Posted: 03/30/16 23:45
by Dave Mindeman
Police officers have a very tough job. It is dangerous. It is scrutinized heavily. And it can often be pretty unrewarding.
But it also has clear responsibilities.
In the case of Jamar Clark, the thing that hit me right away was the time frame. 61 seconds. The time from the arrival of the two police officers until the shooting of Jamar Clark. 61 seconds.
Sure a lot can happen in that time frame. Stare at a watch and it might seem longer than you first think. But it is what you do in 61 seconds that make the real difference.
When a police officer arrives on an active scene, he has to make a lot of quick assessments. Those assessments are critical to an officer's actions and on the outcome.
It is difficult to believe, anymore, that assessments made when the suspect is black vs. when the suspect is white are the same. They are not. It may not be intentional or even done consciously, but I believe that a police officer, especially a white officer, tends to intervene in a much more defensive and aggressive manner if the suspect is black.
During those 61 seconds of Jamar Clark's life, two police officers determined a lot of things. Obviously they were reasonably sure that Clark was unarmed; otherwise they would not have approached him so quickly. They decided to focus on the suspect, rather than securing the ambulance. They moved to apprehend the suspect without much dialogue or conversation. It would seem that the obvious first step would be to talk to the suspect and determine his frame of mind. Repeatedly asking him to take his hands out of his pockets is not a conversation. Also in those 61 seconds, these officers threw the suspect to the ground....struggled with him....placed themselves and their equipment in direct contact with the suspect...and seconds later shot him. Not in the arm or the shoulder or the leg. They shot him in the face.

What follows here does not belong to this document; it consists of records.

use serde::{Deserialize, Serialize};

pub const DEFAULT_PAGE_SIZE: u32 = 10;
pub const MAX_PAGE_SIZE: u32 = 100;

/// Sort direction accepted by the list endpoints.
#[derive(Debug, Serialize, Deserialize, Clone, Copy, PartialEq, Eq)]
#[serde(rename_all = "lowercase")]
pub enum SortOrder {
    Asc,
    Desc,
}

impl SortOrder {
    pub fn as_sql(self) -> &'static str {
        match self {
            SortOrder::Asc => "ASC",
            SortOrder::Desc => "DESC",
        }
    }

    /// Applies the direction to an ascending comparison.
    pub fn apply(self, ordering: std::cmp::Ordering) -> std::cmp::Ordering {
        match self {
            SortOrder::Asc => ordering,
            SortOrder::Desc => ordering.reverse(),
        }
    }
}

/// A resolved page request. Pages are 1-based.
#[derive(Debug, Clone, Copy, PartialEq, Eq)]
pub struct PageRequest {
    pub page: u32,
    pub page_size: u32,
}

impl PageRequest {
    /// Fills in defaults. Range checks happen in the query validators.
    pub fn new(page: Option<u32>, page_size: Option<u32>) -> Self {
        Self {
            page: page.unwrap_or(1).max(1),
            page_size: page_size.unwrap_or(DEFAULT_PAGE_SIZE).clamp(1, MAX_PAGE_SIZE),
        }
    }

    pub fn offset(&self) -> i64 {
        i64::from(self.page - 1) * i64::from(self.page_size)
    }

    pub fn limit(&self) -> i64 {
        i64::from(self.page_size)
    }
}

/// One page of results plus what callers need to render pagers.
#[derive(Debug, Serialize, Deserialize)]
pub struct Page<T> {
    pub items: Vec<T>,
    pub total_count: i64,
    pub page: u32,
    pub page_size: u32,
    pub total_pages: i64,
}

impl<T> Page<T> {
    pub fn new(items: Vec<T>, total_count: i64, request: PageRequest) -> Self {
        let size = i64::from(request.page_size);
        Self {
            items,
            total_count,
            page: request.page,
            page_size: request.page_size,
            total_pages: (total_count + size - 1) / size,
        }
    }

    /// Slices an already filtered and sorted collection.
    pub fn from_sorted(all: Vec<T>, request: PageRequest) -> Self {
        let total_count = all.len() as i64;
        let items = all
            .into_iter()
            .skip(request.offset() as usize)
            .take(request.page_size as usize)
            .collect();
        Self::new(items, total_count, request)
    }
}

That is a lot of decision making in 61 seconds. And frankly, it was a lot of bad decision making.
Hennepin County Attorney Mike Freeman laid out the legal recourse in excrutiating detail. And he should be given credit for trying to be as transparent as possible. A lot of other cases in other major cities have not been so clear about explaining the evidence.
But transparency and legal procedure does not absolve poor judgment. Maybe charging these officers with murder would be a difficult thing to justify, but they clearly made mistakes. There should be some kind of accountability.
If the Minneapolis police department wants to keep their credibility, then they should be just as transparent about their own internal investigation. They should examine the situation in every aspect, including how these officers, and indeed any officer, approaches a situation based on a suspect's race or age or gender. There is clearly a problem here. There are clearly differences here.
And the only way we can begin to fix this is to be brutally honest about the problem.
61 seconds from arrival to death is not an acceptable outcome...under any circumstances. I hope all of police protocols will be under review, and those protocols need to be examined for racial inequities.
This is not going to go away any time soon. And indeed it shouldn't. The Minneapolis police department has a community relationship that it needs to heal.